Where the string "short" occurs in a line of the entries below, copy that line.
** Opening The input block **
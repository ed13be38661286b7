use std::fmt;

use anyhow::{Context, Result, bail};

pub(crate) const OBJECT: &str = "java.lang.Object";

/// Structured type reference with canonical name and declared type arguments.
///
/// Arrays are carried as `Elem[]` with the element type as the single
/// argument, so collection unwrapping treats them uniformly.
#[derive(Clone, Debug, PartialEq, Eq, PartialOrd, Ord, Hash)]
pub(crate) struct TypeRef {
    pub(crate) name: String,
    pub(crate) args: Vec<TypeRef>,
}

impl TypeRef {
    pub(crate) fn named(name: &str) -> Self {
        Self {
            name: name.to_string(),
            args: Vec::new(),
        }
    }

    pub(crate) fn object() -> Self {
        Self::named(OBJECT)
    }

    /// First declared type argument, or `java.lang.Object` when absent.
    pub(crate) fn element_of(&self) -> TypeRef {
        self.args.first().cloned().unwrap_or_else(TypeRef::object)
    }

    pub(crate) fn is_array(&self) -> bool {
        self.name.ends_with("[]")
    }
}

impl fmt::Display for TypeRef {
    fn fmt(&self, f: &mut fmt::Formatter<'_>) -> fmt::Result {
        write!(f, "{}", self.name)?;
        if !self.args.is_empty() {
            write!(f, "<")?;
            for (position, arg) in self.args.iter().enumerate() {
                if position > 0 {
                    write!(f, ", ")?;
                }
                write!(f, "{arg}")?;
            }
            write!(f, ">")?;
        }
        Ok(())
    }
}

/// Convert an internal class name (`com/example/Foo$Bar`) to canonical form.
pub(crate) fn canonical(internal: &str) -> String {
    internal.replace('/', ".")
}

/// Types occupying two local-variable slots.
pub(crate) fn is_wide(name: &str) -> bool {
    matches!(name, "long" | "double")
}

pub(crate) fn is_primitive(name: &str) -> bool {
    matches!(
        name,
        "boolean" | "byte" | "char" | "short" | "int" | "long" | "float" | "double" | "void"
    )
}

/// Container types recognized without consulting the class index.
pub(crate) fn is_known_collection(name: &str) -> bool {
    if name.ends_with("[]") {
        return true;
    }
    matches!(
        name,
        "java.util.Collection"
            | "java.util.List"
            | "java.util.ArrayList"
            | "java.util.LinkedList"
            | "java.util.Set"
            | "java.util.HashSet"
            | "java.util.LinkedHashSet"
            | "java.util.TreeSet"
            | "java.util.SortedSet"
            | "java.util.NavigableSet"
            | "java.util.Queue"
            | "java.util.Deque"
            | "java.util.ArrayDeque"
            | "java.util.stream.Stream"
    )
}

/// Parse a field-type descriptor or generic field-type signature.
///
/// The generic signature grammar is a superset of the descriptor grammar,
/// so one parser covers both; type variables and wildcards erase to
/// `java.lang.Object`.
pub(crate) fn parse_type(input: &str) -> Result<TypeRef> {
    let mut parser = Parser::new(input);
    let parsed = parser.type_signature()?;
    parser.expect_end()?;
    Ok(parsed)
}

/// Parse a method descriptor or generic method signature into
/// (parameter types, return type). Formal type parameter declarations and
/// throws clauses are skipped.
pub(crate) fn parse_method_type(input: &str) -> Result<(Vec<TypeRef>, TypeRef)> {
    let mut parser = Parser::new(input);
    parser.skip_formal_type_parameters()?;
    parser.expect(b'(')?;
    let mut parameters = Vec::new();
    while parser.peek() != Some(b')') {
        parameters.push(parser.type_signature()?);
    }
    parser.expect(b')')?;
    let return_type = parser.type_signature()?;
    // Trailing throws signatures carry no REST-relevant information.
    Ok((parameters, return_type))
}

struct Parser<'a> {
    input: &'a [u8],
    pos: usize,
}

impl<'a> Parser<'a> {
    fn new(input: &'a str) -> Self {
        Self {
            input: input.as_bytes(),
            pos: 0,
        }
    }

    fn peek(&self) -> Option<u8> {
        self.input.get(self.pos).copied()
    }

    fn advance(&mut self) -> Result<u8> {
        let byte = self
            .peek()
            .with_context(|| format!("malformed signature: unexpected end in {:?}", self.text()))?;
        self.pos += 1;
        Ok(byte)
    }

    fn expect(&mut self, expected: u8) -> Result<()> {
        let byte = self.advance()?;
        if byte != expected {
            bail!(
                "malformed signature: expected {:?} at offset {} in {:?}",
                expected as char,
                self.pos - 1,
                self.text()
            );
        }
        Ok(())
    }

    fn expect_end(&self) -> Result<()> {
        if self.pos != self.input.len() {
            bail!(
                "malformed signature: trailing input at offset {} in {:?}",
                self.pos,
                self.text()
            );
        }
        Ok(())
    }

    fn text(&self) -> String {
        String::from_utf8_lossy(self.input).to_string()
    }

    fn type_signature(&mut self) -> Result<TypeRef> {
        let tag = self.advance()?;
        let parsed = match tag {
            b'Z' => TypeRef::named("boolean"),
            b'B' => TypeRef::named("byte"),
            b'C' => TypeRef::named("char"),
            b'S' => TypeRef::named("short"),
            b'I' => TypeRef::named("int"),
            b'J' => TypeRef::named("long"),
            b'F' => TypeRef::named("float"),
            b'D' => TypeRef::named("double"),
            b'V' => TypeRef::named("void"),
            b'L' => self.class_type_signature()?,
            b'[' => {
                let element = self.type_signature()?;
                TypeRef {
                    name: format!("{}[]", element.name),
                    args: vec![element],
                }
            }
            b'T' => {
                self.identifier_until(b';')?;
                TypeRef::object()
            }
            other => bail!(
                "malformed signature: unexpected {:?} at offset {} in {:?}",
                other as char,
                self.pos - 1,
                self.text()
            ),
        };
        Ok(parsed)
    }

    fn class_type_signature(&mut self) -> Result<TypeRef> {
        let mut name = self.identifier_until_any(&[b';', b'<', b'.'])?;
        let mut args = Vec::new();
        loop {
            match self.advance()? {
                b';' => break,
                b'<' => {
                    args = self.type_arguments()?;
                }
                // Inner class segment of a parameterized outer class.
                b'.' => {
                    let inner = self.identifier_until_any(&[b';', b'<', b'.'])?;
                    name.push('$');
                    name.push_str(&inner);
                    args.clear();
                }
                other => bail!(
                    "malformed signature: unexpected {:?} at offset {} in {:?}",
                    other as char,
                    self.pos - 1,
                    self.text()
                ),
            }
        }
        Ok(TypeRef {
            name: canonical(&name),
            args,
        })
    }

    fn type_arguments(&mut self) -> Result<Vec<TypeRef>> {
        let mut args = Vec::new();
        while self.peek() != Some(b'>') {
            match self.peek() {
                Some(b'*') => {
                    self.pos += 1;
                    args.push(TypeRef::object());
                }
                Some(b'+') | Some(b'-') => {
                    self.pos += 1;
                    args.push(self.type_signature()?);
                }
                _ => args.push(self.type_signature()?),
            }
        }
        self.expect(b'>')?;
        Ok(args)
    }

    fn identifier_until(&mut self, terminator: u8) -> Result<String> {
        let value = self.identifier_until_any(&[terminator])?;
        self.expect(terminator)?;
        Ok(value)
    }

    fn identifier_until_any(&mut self, terminators: &[u8]) -> Result<String> {
        let start = self.pos;
        while let Some(byte) = self.peek() {
            if terminators.contains(&byte) {
                let slice = &self.input[start..self.pos];
                return Ok(String::from_utf8_lossy(slice).to_string());
            }
            self.pos += 1;
        }
        bail!(
            "malformed signature: unterminated identifier in {:?}",
            self.text()
        );
    }

    /// Skip `<T:Ljava/lang/Object;...>` formal type parameter declarations.
    fn skip_formal_type_parameters(&mut self) -> Result<()> {
        if self.peek() != Some(b'<') {
            return Ok(());
        }
        self.pos += 1;
        let mut depth = 1usize;
        while depth > 0 {
            match self.advance()? {
                b'<' => depth += 1,
                b'>' => depth -= 1,
                _ => {}
            }
        }
        Ok(())
    }
}
pub(crate) mod plaintext;
pub(crate) mod swagger;

use clap::ValueEnum;

use crate::resources::Project;
use crate::schema::{Primitive, Schema};

/// Renders the assembled project model into an output document.
pub(crate) trait Backend {
    fn render(&self, project: &Project) -> String;
}

/// Selectable output renderers.
#[derive(Clone, Copy, Debug, PartialEq, Eq, ValueEnum)]
pub(crate) enum BackendKind {
    Swagger,
    Plaintext,
}

impl BackendKind {
    pub(crate) fn create(&self) -> Box<dyn Backend> {
        match self {
            BackendKind::Swagger => Box::new(swagger::SwaggerBackend),
            BackendKind::Plaintext => Box::new(plaintext::PlainTextBackend),
        }
    }
}

/// Sample JSON value for a schema, mirroring the representations the
/// original plain-text output carried.
pub(crate) fn sample_value(schema: &Schema) -> serde_json::Value {
    match schema {
        Schema::Primitive(Primitive::Str) => serde_json::Value::String("string".to_string()),
        Schema::Primitive(Primitive::Date) => serde_json::Value::String("date".to_string()),
        Schema::Primitive(Primitive::Integer) => serde_json::json!(0),
        Schema::Primitive(Primitive::Number) => serde_json::json!(0.0),
        Schema::Primitive(Primitive::Boolean) => serde_json::json!(false),
        Schema::Array(element) => serde_json::Value::Array(vec![sample_value(element)]),
        Schema::Object(properties) => {
            let mut object = serde_json::Map::new();
            for (name, property) in properties {
                object.insert(name.clone(), sample_value(property));
            }
            serde_json::Value::Object(object)
        }
    }
}

/// Swagger primitive type for a parameter's Java type name.
pub(crate) fn parameter_type(java_type: &str) -> &'static str {
    match java_type {
        "int" | "long" | "short" | "byte" | "java.lang.Integer" | "java.lang.Long"
        | "java.math.BigInteger" => "integer",
        "double" | "float" | "java.lang.Double" | "java.lang.Float" | "java.math.BigDecimal" => {
            "number"
        }
        "boolean" | "java.lang.Boolean" => "boolean",
        _ => "string",
    }
}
** Closing The input block **
### Solution
        "boolean" | "byte" | "char" | "short" | "int" | "long" | "float" | "double" | "void"
            b'S' => TypeRef::named("short"),
        "int" | "long" | "short" | "byte" | "java.lang.Integer" | "java.lang.Long"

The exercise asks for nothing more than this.